The British Journal of Cancer reported on an Italian study of asbestos company workers. Researchers computed standardized mortality ratios of the workforce and found higher death rates from mesothelioma than in the general population. The ratio for mesothelioma was “stongly related to time since first exposure.” This should come as no surprise as it has been known that the latency period before mesothelioma shows up can be decades
Environmental Health Perspectives has another Italian study on spatial variation of mesothelioma rates as the relate to distance to an asbestos plant. There is strong evidence that industrial source of asbestos raises the risk of mesothelioma and the authors conclude that “relative risks from occupational exposure were underestimated and were markedly increased when adjusted for residential distance.”
There was a paper in the Journal of Cardiothoracic Surgery about four women with mesothelioma and another type of cancer.

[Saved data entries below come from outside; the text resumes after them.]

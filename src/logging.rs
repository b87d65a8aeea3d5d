use std::sync::Once;

/// Logger configuration.
///
/// `env_filter` uses the `env_logger` filter syntax, e.g. `"ubrot=debug,wgpu=warn"`.
#[derive(Debug, Clone)]
pub struct LoggingConfig {
    pub env_filter: Option<String>,
    pub write_style: env_logger::WriteStyle,
}

impl Default for LoggingConfig {
    fn default() -> Self {
        Self {
            env_filter: None,
            write_style: env_logger::WriteStyle::Auto,
        }
    }
}

impl LoggingConfig {
    pub fn with_filter(mut self, filter: &str) -> Self {
        self.env_filter = Some(filter.to_owned());
        self
    }
}

static INIT: Once = Once::new();

/// Installs the global logger on first call; later calls do nothing.
pub fn init_logging(config: LoggingConfig) {
    INIT.call_once(|| {
        let mut builder = env_logger::Builder::new();

        if let Some(filter) = config.env_filter {
            builder.parse_filters(&filter);
        } else if let Ok(filter) = std::env::var("RUST_LOG") {
            builder.parse_filters(&filter);
        } else {
            // wgpu-core is chatty at info
            builder
                .filter_level(log::LevelFilter::Info)
                .filter_module("wgpu_core", log::LevelFilter::Warn)
                .filter_module("wgpu_hal", log::LevelFilter::Warn)
                .filter_module("naga", log::LevelFilter::Warn);
        }

        builder.write_style(config.write_style);

        // try_init: a host may already have installed its own logger
        if builder.try_init().is_err() {
            return;
        }

        log::debug!("logging initialized");
    });
}

#[cfg(test)]
mod tests {
    use super::*;

    #[test]
    fn init_is_idempotent() {
        init_logging(LoggingConfig::default().with_filter("debug"));
        init_logging(LoggingConfig::default());
        log::info!("still logging after second init");
    }
}
//! # Graphics Module
//!
//! Everything between the host's scene and the GPU.
//!
//! ## Architecture Overview
//!
//! - **Device** ([`device`]) - wgpu device, surface, depth buffer and fixed state
//! - **Assets** ([`assets`]) - OBJ import and the mesh/texture cache
//! - **Rendering** ([`rendering`]) - Shader programs, the pipeline manager and the frame orchestrator
//! - **Camera** ([`camera`]) - Left-handed view matrices and the per-draw uniform
//! - **Scene** ([`scene`]) - The query trait the engine renders from
//! - **Geometry** ([`geometry`]) - CPU-side mesh data and procedural shapes
//! - **Resources** ([`resources`]) - Textures
//!
//! Data flows one way per frame: scene query, asset lookup, program lookup,
//! device commands.

pub mod assets;
pub mod camera;
pub mod device;
pub mod geometry;
pub mod rendering;
pub mod resources;
pub mod scene;

// Re-export commonly used types
pub use assets::AssetCache;
pub use device::{DeviceContext, GraphicSettings};
pub use rendering::{FrameOrchestrator, PipelineManager, PipelineSettings};
//! GPU-resident meshes

use wgpu::util::DeviceExt;

use crate::{
    error::{EngineError, EngineResult},
    gfx::geometry::MeshData,
    wgpu_utils::scoped,
};

/// Immutable vertex and index buffers for one drawable shape
#[derive(Debug)]
pub struct Mesh {
    vertex_buffer: wgpu::Buffer,
    index_buffer: wgpu::Buffer,
    vertex_count: u32,
    index_count: u32,
}

impl Mesh {
    /// Uploads `data` into buffers sized exactly to its element counts
    ///
    /// The buffers carry only `VERTEX` / `INDEX` usage, so neither can be
    /// read back or written once created.
    ///
    /// # Arguments
    /// * `device` - Device owning the buffers
    /// * `data` - Vertices and triangle-list indices
    /// * `label` - Debug label, usually the asset key
    pub fn upload(device: &wgpu::Device, data: &MeshData, label: &str) -> EngineResult<Self> {
        if data.is_empty() {
            return Err(EngineError::ResourceCreation {
                label: label.to_owned(),
                message: "mesh has no vertices or indices".to_owned(),
            });
        }

        let (vertex_buffer, index_buffer) = scoped(device, label, || {
            let vertex_buffer = device.create_buffer_init(&wgpu::util::BufferInitDescriptor {
                label: Some(&format!("{label} Vertex Buffer")),
                contents: bytemuck::cast_slice(&data.vertices),
                usage: wgpu::BufferUsages::VERTEX,
            });
            let index_buffer = device.create_buffer_init(&wgpu::util::BufferInitDescriptor {
                label: Some(&format!("{label} Index Buffer")),
                contents: bytemuck::cast_slice(&data.indices),
                usage: wgpu::BufferUsages::INDEX,
            });
            (vertex_buffer, index_buffer)
        })?;

        Ok(Self {
            vertex_buffer,
            index_buffer,
            vertex_count: data.vertex_count() as u32,
            index_count: data.index_count() as u32,
        })
    }

    pub fn vertex_buffer(&self) -> &wgpu::Buffer {
        &self.vertex_buffer
    }

    pub fn index_buffer(&self) -> &wgpu::Buffer {
        &self.index_buffer
    }

    pub fn vertex_count(&self) -> u32 {
        self.vertex_count
    }

    pub fn index_count(&self) -> u32 {
        self.index_count
    }
}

The paper concludes that physicians should consider mesothelioma in all cancer patients who have pleural effusions, regardless of the patient’s history of asbestos exposure. The authors suggest that the video-assisted surgical biopsy as a way to help doctors diagnose mesothelioma because needle aspiration and cytology are not as reliable.
They also raise the concern of radiation therapy in tissue with asbestos particles embedded in them, suggesting that there could be “synergy” and increased risk of further cancer.